## PROVIDED DATA:

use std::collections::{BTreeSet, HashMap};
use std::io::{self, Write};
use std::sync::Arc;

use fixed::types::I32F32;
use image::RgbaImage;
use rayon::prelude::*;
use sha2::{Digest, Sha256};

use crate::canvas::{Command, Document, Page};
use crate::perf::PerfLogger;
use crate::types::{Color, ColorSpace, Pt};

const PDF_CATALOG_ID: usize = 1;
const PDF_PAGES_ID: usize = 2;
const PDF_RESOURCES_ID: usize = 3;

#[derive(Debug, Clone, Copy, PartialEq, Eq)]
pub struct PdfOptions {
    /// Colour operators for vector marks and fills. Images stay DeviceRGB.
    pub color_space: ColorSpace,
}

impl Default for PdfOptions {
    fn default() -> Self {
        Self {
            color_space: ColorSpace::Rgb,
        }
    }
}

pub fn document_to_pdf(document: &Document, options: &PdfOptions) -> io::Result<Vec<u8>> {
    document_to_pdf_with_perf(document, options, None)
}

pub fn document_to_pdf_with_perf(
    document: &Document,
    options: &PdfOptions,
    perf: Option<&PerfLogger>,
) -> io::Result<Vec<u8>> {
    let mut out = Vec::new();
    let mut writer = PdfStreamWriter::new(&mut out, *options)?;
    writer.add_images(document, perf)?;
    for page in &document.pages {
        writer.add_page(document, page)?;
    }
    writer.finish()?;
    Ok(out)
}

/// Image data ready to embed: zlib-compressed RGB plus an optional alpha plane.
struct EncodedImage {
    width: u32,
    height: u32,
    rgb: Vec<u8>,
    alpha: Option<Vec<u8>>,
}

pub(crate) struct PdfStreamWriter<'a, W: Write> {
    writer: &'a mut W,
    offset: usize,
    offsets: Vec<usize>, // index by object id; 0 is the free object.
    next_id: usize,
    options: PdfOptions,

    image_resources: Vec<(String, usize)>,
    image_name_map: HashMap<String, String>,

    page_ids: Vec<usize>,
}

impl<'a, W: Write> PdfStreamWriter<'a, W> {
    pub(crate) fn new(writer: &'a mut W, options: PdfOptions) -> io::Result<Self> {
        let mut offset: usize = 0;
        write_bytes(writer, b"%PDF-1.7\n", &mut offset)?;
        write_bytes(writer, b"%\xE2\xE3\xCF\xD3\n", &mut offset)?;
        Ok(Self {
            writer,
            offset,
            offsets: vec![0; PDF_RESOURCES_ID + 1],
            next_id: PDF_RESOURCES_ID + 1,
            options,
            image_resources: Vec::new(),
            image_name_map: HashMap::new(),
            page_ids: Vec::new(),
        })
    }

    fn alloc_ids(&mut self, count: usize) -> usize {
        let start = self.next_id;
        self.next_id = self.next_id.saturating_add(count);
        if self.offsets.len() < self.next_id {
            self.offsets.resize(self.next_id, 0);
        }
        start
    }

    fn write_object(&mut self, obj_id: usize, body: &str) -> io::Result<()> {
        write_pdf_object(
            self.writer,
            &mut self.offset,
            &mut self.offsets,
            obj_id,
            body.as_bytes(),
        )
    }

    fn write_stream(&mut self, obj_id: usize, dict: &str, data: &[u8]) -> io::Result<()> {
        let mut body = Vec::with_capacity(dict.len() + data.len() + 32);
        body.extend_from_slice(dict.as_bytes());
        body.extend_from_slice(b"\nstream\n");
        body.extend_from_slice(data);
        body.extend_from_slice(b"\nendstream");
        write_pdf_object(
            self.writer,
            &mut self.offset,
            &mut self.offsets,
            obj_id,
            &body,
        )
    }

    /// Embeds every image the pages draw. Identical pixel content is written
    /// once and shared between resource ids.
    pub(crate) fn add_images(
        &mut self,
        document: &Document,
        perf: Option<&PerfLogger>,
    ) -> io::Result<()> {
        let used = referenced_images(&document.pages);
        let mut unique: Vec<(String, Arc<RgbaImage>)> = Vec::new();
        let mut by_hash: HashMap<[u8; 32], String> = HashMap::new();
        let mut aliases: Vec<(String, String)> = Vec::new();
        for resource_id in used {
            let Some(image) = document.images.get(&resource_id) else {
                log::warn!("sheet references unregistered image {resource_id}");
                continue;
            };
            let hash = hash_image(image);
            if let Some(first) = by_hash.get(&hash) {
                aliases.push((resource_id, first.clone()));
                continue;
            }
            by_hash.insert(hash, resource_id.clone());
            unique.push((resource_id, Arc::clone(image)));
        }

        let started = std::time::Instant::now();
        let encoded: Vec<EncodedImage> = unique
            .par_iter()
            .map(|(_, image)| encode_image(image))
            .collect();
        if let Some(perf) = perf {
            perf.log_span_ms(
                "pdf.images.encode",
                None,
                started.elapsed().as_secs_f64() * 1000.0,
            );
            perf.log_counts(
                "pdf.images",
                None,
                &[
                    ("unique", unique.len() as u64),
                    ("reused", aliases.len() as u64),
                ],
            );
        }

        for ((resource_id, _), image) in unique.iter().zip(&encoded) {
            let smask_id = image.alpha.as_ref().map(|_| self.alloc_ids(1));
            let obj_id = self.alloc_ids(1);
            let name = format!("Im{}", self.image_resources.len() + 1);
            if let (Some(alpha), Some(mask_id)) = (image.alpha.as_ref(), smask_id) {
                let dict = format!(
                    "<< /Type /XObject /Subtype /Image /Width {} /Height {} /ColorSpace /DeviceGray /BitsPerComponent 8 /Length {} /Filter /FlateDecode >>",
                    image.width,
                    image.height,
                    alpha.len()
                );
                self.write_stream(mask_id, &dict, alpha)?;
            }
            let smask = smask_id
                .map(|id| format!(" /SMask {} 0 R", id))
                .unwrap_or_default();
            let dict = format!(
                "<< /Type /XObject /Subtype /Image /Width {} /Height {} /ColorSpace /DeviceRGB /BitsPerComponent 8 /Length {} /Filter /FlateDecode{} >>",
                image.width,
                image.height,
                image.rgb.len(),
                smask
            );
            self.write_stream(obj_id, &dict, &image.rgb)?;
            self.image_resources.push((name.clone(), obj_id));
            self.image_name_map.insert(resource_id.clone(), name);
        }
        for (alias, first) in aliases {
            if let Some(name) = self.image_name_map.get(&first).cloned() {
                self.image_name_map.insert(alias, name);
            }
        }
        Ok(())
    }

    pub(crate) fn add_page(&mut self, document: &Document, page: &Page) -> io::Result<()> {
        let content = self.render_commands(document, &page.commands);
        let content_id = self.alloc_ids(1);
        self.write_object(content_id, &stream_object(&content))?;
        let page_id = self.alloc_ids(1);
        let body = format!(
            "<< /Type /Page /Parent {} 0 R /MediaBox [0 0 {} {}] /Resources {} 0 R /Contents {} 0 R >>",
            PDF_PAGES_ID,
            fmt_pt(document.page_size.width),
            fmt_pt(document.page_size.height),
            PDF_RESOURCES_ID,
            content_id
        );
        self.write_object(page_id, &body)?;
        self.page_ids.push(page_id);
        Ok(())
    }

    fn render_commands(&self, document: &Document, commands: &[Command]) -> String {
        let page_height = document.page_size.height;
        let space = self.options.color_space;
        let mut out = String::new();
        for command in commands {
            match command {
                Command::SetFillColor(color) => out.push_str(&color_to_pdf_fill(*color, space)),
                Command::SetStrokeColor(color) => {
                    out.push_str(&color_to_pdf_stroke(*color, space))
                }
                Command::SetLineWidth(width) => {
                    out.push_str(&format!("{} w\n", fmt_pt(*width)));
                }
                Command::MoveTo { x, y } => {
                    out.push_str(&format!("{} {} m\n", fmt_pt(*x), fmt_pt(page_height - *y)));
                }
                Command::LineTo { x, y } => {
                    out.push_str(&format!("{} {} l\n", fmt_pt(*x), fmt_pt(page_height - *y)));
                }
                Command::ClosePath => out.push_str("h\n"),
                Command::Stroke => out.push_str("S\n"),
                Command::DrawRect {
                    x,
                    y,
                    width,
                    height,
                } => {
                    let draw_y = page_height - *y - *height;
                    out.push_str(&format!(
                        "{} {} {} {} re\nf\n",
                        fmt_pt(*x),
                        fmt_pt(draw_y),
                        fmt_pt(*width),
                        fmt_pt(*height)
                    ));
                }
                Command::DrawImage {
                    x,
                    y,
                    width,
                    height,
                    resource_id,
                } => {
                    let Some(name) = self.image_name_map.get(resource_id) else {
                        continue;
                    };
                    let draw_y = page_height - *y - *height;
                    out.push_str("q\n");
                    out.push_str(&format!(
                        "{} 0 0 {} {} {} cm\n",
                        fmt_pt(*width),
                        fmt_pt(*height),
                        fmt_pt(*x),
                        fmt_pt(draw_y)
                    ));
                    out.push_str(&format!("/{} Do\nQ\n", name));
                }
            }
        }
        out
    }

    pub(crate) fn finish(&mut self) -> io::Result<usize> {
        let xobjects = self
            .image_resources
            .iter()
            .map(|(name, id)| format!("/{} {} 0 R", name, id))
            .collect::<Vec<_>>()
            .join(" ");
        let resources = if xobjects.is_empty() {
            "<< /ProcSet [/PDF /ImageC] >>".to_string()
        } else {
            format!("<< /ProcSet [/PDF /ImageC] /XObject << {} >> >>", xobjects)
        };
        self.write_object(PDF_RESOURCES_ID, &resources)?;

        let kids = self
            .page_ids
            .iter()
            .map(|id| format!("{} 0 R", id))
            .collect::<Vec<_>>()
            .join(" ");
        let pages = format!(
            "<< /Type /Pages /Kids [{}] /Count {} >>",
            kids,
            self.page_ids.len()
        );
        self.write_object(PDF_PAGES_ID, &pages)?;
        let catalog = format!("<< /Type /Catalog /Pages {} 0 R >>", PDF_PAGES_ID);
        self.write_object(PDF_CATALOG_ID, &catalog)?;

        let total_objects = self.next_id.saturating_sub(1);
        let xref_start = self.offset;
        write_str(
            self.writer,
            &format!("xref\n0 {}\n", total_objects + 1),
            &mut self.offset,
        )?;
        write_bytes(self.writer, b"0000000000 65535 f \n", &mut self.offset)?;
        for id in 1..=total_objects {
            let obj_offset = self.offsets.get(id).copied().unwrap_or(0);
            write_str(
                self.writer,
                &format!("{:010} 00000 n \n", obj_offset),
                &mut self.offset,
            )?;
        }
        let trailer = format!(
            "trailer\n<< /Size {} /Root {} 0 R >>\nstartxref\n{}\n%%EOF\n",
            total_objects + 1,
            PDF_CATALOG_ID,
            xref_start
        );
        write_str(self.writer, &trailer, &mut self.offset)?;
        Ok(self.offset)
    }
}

---

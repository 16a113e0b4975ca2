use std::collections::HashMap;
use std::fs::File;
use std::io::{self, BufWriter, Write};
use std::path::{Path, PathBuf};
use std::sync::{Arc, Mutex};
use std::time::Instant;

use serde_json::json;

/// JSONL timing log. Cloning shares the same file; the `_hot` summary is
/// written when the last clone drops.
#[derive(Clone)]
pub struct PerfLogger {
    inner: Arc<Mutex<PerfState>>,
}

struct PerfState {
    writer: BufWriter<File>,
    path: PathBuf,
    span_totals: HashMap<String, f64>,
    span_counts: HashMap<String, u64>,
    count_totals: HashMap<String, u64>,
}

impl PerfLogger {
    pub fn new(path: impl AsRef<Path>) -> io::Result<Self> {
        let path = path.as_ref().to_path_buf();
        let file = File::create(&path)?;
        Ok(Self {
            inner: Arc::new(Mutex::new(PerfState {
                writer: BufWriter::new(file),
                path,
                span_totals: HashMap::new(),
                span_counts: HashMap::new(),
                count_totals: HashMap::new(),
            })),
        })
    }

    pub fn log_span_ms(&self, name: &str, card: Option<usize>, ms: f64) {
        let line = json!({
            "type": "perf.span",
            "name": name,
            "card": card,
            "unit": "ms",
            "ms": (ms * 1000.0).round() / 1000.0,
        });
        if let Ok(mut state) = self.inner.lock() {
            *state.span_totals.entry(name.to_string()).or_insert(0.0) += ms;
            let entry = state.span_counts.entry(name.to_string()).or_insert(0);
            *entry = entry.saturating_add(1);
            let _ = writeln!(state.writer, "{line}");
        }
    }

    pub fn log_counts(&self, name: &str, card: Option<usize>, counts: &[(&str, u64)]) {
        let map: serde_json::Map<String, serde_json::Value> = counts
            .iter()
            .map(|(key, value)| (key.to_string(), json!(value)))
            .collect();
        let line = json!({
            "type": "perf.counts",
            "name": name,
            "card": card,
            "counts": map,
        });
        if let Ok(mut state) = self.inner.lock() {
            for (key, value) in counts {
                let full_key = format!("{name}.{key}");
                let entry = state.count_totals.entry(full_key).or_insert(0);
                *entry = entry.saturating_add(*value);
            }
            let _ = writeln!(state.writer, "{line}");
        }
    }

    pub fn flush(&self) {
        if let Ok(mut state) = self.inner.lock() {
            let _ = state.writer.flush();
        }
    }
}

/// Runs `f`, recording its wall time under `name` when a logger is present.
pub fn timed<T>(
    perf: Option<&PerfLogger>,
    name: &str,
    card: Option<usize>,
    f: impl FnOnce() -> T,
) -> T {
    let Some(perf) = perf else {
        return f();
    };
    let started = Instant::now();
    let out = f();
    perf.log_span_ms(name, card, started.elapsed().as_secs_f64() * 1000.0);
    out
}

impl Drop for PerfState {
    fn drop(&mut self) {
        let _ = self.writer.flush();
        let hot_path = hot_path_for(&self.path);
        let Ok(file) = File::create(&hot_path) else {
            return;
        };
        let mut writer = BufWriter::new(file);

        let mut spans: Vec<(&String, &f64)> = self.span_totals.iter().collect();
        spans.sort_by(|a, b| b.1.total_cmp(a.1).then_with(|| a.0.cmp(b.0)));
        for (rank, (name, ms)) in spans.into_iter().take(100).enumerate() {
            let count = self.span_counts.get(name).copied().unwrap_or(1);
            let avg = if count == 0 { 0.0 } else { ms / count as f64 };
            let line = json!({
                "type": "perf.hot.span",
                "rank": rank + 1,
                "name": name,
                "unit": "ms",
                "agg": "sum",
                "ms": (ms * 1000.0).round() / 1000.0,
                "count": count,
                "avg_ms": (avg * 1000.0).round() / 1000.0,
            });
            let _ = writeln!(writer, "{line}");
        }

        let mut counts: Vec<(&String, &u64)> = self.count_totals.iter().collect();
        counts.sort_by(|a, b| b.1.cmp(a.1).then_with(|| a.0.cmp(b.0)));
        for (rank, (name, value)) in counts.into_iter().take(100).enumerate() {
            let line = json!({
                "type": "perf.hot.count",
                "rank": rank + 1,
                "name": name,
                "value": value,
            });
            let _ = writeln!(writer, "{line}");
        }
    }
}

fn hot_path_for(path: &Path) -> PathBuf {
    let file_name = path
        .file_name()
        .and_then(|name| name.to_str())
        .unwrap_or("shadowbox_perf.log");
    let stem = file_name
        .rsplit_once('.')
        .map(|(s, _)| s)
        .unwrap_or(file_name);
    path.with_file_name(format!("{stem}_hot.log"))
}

## THE TASK:
Note how many lines in the data above have the string "EncodedImage" in them, and give that number by itself.

## ANSWER:
2